**Work instructions:** Only the lines with the string "match" are needed; return each of them from the entries below.

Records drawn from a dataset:
────────────────────────────────────────

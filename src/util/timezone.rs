use chrono::{LocalResult, NaiveDate, NaiveDateTime, NaiveTime, Offset, TimeDelta, TimeZone};
use chrono_tz::Tz;

const DATE_FORMAT: &str = "%Y-%m-%d";
// Wider than any real DST gap.
const GAP_LOOKBACK_HOURS: i64 = 3;

/// Interpret a Notion calendar date (and optional `HH:MM` time) as local time
/// in `tz`, returning Unix milliseconds.
///
/// Ambiguous local times (DST fall-back) resolve to the earlier instant. Times
/// skipped by a DST jump are read with the offset in force before the jump,
/// which moves them forward by the size of the gap.
pub fn local_date_to_unix_ms(date: &str, time: Option<&str>, tz: Tz) -> Option<i64> {
    let date = NaiveDate::parse_from_str(date.trim(), DATE_FORMAT).ok()?;
    let time = match time.map(str::trim).filter(|value| !value.is_empty()) {
        Some(value) => parse_time(value)?,
        None => NaiveTime::MIN,
    };
    let naive = NaiveDateTime::new(date, time);
    match tz.from_local_datetime(&naive) {
        LocalResult::Single(local) | LocalResult::Ambiguous(local, _) => {
            Some(local.timestamp_millis())
        }
        LocalResult::None => {
            let before = tz
                .from_local_datetime(&(naive - TimeDelta::hours(GAP_LOOKBACK_HOURS)))
                .earliest()?;
            let offset_ms = i64::from(before.offset().fix().local_minus_utc()) * 1_000;
            Some(naive.and_utc().timestamp_millis() - offset_ms)
        }
    }
}

fn parse_time(value: &str) -> Option<NaiveTime> {
    NaiveTime::parse_from_str(value, "%H:%M")
        .or_else(|_| NaiveTime::parse_from_str(value, "%H:%M:%S"))
        .ok()
}

/// Parse an IANA zone name, as Notion reports it on dates with a time zone.
pub fn parse_zone(name: &str) -> Option<Tz> {
    name.trim().parse().ok()
}
//! Record-map shapes returned by the Notion API.
//!
//! Only the fields the post pipeline reads are typed. Everything else is kept
//! in `extra` so a record map can be handed on to a renderer untouched. Map
//! order follows the wire order, which matters: the first collection and the
//! first query entry of a database page are the ones that describe it.

use indexmap::IndexMap;
use serde::{Deserialize, Serialize};
use serde_json::{Map, Value};

/// Record table keyed by record id.
pub type RecordTable<T> = IndexMap<String, Record<T>>;

/// Schema of a collection: property key to declared type and display name.
pub type Schema = IndexMap<String, SchemaProperty>;

/// Query results of one collection: view id to view result.
pub type ViewIndex = IndexMap<String, ViewResult>;

/// Block types that mark a page as a database.
pub const DATABASE_BLOCK_TYPES: [&str; 2] = ["collection_view_page", "collection_view"];

#[derive(Debug, Clone, Default, Serialize, Deserialize)]
pub struct RecordMap {
    #[serde(default)]
    pub block: RecordTable<Block>,
    #[serde(default)]
    pub collection: RecordTable<Collection>,
    #[serde(default)]
    pub collection_view: RecordTable<Value>,
    /// Collection id to view id to query result.
    #[serde(default)]
    pub collection_query: IndexMap<String, ViewIndex>,
    #[serde(default)]
    pub notion_user: RecordTable<NotionUser>,
}

impl RecordMap {
    pub fn block_value(&self, id: &str) -> Option<&Block> {
        self.block.get(id).and_then(|record| record.value.as_ref())
    }

    /// The collection backing this page, if the map carries one.
    pub fn first_collection(&self) -> Option<&Collection> {
        self.collection
            .values()
            .next()
            .and_then(|record| record.value.as_ref())
    }

    /// The view index of the first queried collection.
    pub fn first_view_index(&self) -> Option<&ViewIndex> {
        self.collection_query.values().next()
    }
}

#[derive(Debug, Clone, Serialize, Deserialize)]
pub struct Record<T> {
    #[serde(default, skip_serializing_if = "Option::is_none")]
    pub role: Option<String>,
    #[serde(default)]
    pub value: Option<T>,
}

impl<T> Record<T> {
    pub fn new(value: T) -> Self {
        Self {
            role: None,
            value: Some(value),
        }
    }
}

#[derive(Debug, Clone, Default, Serialize, Deserialize)]
pub struct Block {
    #[serde(default)]
    pub id: String,
    #[serde(rename = "type", default)]
    pub kind: String,
    /// Raw property values keyed by schema property key.
    #[serde(default, skip_serializing_if = "IndexMap::is_empty")]
    pub properties: IndexMap<String, Value>,
    #[serde(default, skip_serializing_if = "Option::is_none")]
    pub format: Option<BlockFormat>,
    /// Creation time in Unix milliseconds.
    #[serde(default, skip_serializing_if = "Option::is_none")]
    pub created_time: Option<i64>,
    #[serde(default, skip_serializing_if = "Option::is_none")]
    pub collection_id: Option<String>,
    #[serde(default, skip_serializing_if = "Vec::is_empty")]
    pub view_ids: Vec<String>,
    #[serde(flatten)]
    pub extra: Map<String, Value>,
}

impl Block {
    pub fn is_database(&self) -> bool {
        DATABASE_BLOCK_TYPES.contains(&self.kind.as_str())
    }

    pub fn full_width(&self) -> bool {
        self.format
            .as_ref()
            .and_then(|format| format.page_full_width)
            .unwrap_or(false)
    }
}

#[derive(Debug, Clone, Default, Serialize, Deserialize)]
pub struct BlockFormat {
    #[serde(default, skip_serializing_if = "Option::is_none")]
    pub page_full_width: Option<bool>,
    #[serde(flatten)]
    pub extra: Map<String, Value>,
}

#[derive(Debug, Clone, Default, Serialize, Deserialize)]
pub struct Collection {
    #[serde(default)]
    pub id: String,
    #[serde(default)]
    pub schema: Schema,
    #[serde(flatten)]
    pub extra: Map<String, Value>,
}

#[derive(Debug, Clone, PartialEq, Serialize, Deserialize)]
pub struct SchemaProperty {
    #[serde(default)]
    pub name: String,
    #[serde(rename = "type", default, skip_serializing_if = "Option::is_none")]
    pub kind: Option<PropertyKind>,
    #[serde(flatten)]
    pub extra: Map<String, Value>,
}

/// Declared type of a schema property, as far as decoding cares.
///
/// Every type without special handling (`title`, `text`, `url`, `number`,
/// `checkbox`, ...) decodes as plain text and keeps its wire name.
#[derive(Debug, Clone, PartialEq, Eq, Serialize, Deserialize)]
#[serde(from = "String", into = "String")]
pub enum PropertyKind {
    Date,
    Select,
    MultiSelect,
    Person,
    Plain(String),
}

impl From<String> for PropertyKind {
    fn from(value: String) -> Self {
        match value.as_str() {
            "date" => Self::Date,
            "select" => Self::Select,
            "multi_select" => Self::MultiSelect,
            "person" => Self::Person,
            _ => Self::Plain(value),
        }
    }
}

impl From<PropertyKind> for String {
    fn from(kind: PropertyKind) -> Self {
        match kind {
            PropertyKind::Date => "date".to_string(),
            PropertyKind::Select => "select".to_string(),
            PropertyKind::MultiSelect => "multi_select".to_string(),
            PropertyKind::Person => "person".to_string(),
            PropertyKind::Plain(other) => other,
        }
    }
}

/// Query result of a single collection view.
#[derive(Debug, Clone, Default, Serialize, Deserialize)]
pub struct ViewResult {
    #[serde(
        rename = "blockIds",
        default,
        skip_serializing_if = "Option::is_none"
    )]
    pub block_ids: Option<Vec<String>>,
    #[serde(default, skip_serializing_if = "Option::is_none")]
    pub collection_group_results: Option<GroupResults>,
    #[serde(flatten)]
    pub extra: Map<String, Value>,
}

#[derive(Debug, Clone, Default, Serialize, Deserialize)]
pub struct GroupResults {
    #[serde(rename = "blockIds", default)]
    pub block_ids: Vec<String>,
    #[serde(rename = "hasMore", default)]
    pub has_more: bool,
    #[serde(flatten)]
    pub extra: Map<String, Value>,
}

#[derive(Debug, Clone, Default, Serialize, Deserialize)]
pub struct NotionUser {
    #[serde(default)]
    pub id: String,
    #[serde(default, skip_serializing_if = "Option::is_none")]
    pub given_name: Option<String>,
    #[serde(default, skip_serializing_if = "Option::is_none")]
    pub family_name: Option<String>,
    #[serde(default, skip_serializing_if = "Option::is_none")]
    pub profile_photo: Option<String>,
    #[serde(flatten)]
    pub extra: Map<String, Value>,
}

#[cfg(test)]
mod tests {
    use serde_json::json;

    use super::*;

    #[test]
    fn record_map_keeps_wire_order_and_unknown_fields() {
        let raw = json!({
            "block": {
                "root": { "role": "reader", "value": {
                    "id": "root",
                    "type": "collection_view_page",
                    "collection_id": "c1",
                    "view_ids": ["v1"],
                    "space_id": "s1"
                }}
            },
            "collection": {
                "c2": { "value": { "id": "c2", "schema": {} } },
                "c1": { "value": { "id": "c1", "schema": {
                    "title": { "name": "title", "type": "title" },
                    "xyz": { "name": "tags", "type": "multi_select", "options": [] }
                }}}
            }
        });

        let map: RecordMap = serde_json::from_value(raw).expect("record map");
        let root = map.block_value("root").expect("root block");
        assert!(root.is_database());
        assert_eq!(root.extra.get("space_id"), Some(&json!("s1")));

        let first = map.first_collection().expect("first collection");
        assert_eq!(first.id, "c2");

        let c1 = map.collection["c1"].value.as_ref().expect("c1");
        assert_eq!(
            c1.schema["title"].kind,
            Some(PropertyKind::Plain("title".to_string()))
        );
        assert_eq!(c1.schema["xyz"].kind, Some(PropertyKind::MultiSelect));

        let back = serde_json::to_value(&map).expect("serialize");
        assert_eq!(back["block"]["root"]["value"]["space_id"], json!("s1"));
        assert_eq!(
            back["collection"]["c1"]["value"]["schema"]["xyz"]["type"],
            json!("multi_select")
        );
    }

    #[test]
    fn missing_value_is_tolerated() {
        let map: RecordMap =
            serde_json::from_value(json!({ "block": { "gone": { "role": "none" } } }))
                .expect("record map");
        assert!(map.block_value("gone").is_none());
    }

    #[test]
    fn full_width_defaults_to_false() {
        let block = Block::default();
        assert!(!block.full_width());

        let block: Block = serde_json::from_value(json!({
            "id": "p",
            "type": "page",
            "format": { "page_full_width": true, "page_icon": "x" }
        }))
        .expect("block");
        assert!(block.full_width());
        assert!(!block.is_database());
    }
}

────────────────────────────────────────

**Answer space:**
    let time = match time.map(str::trim).filter(|value| !value.is_empty()) {
    match tz.from_local_datetime(&naive) {
        match value.as_str() {
        match kind {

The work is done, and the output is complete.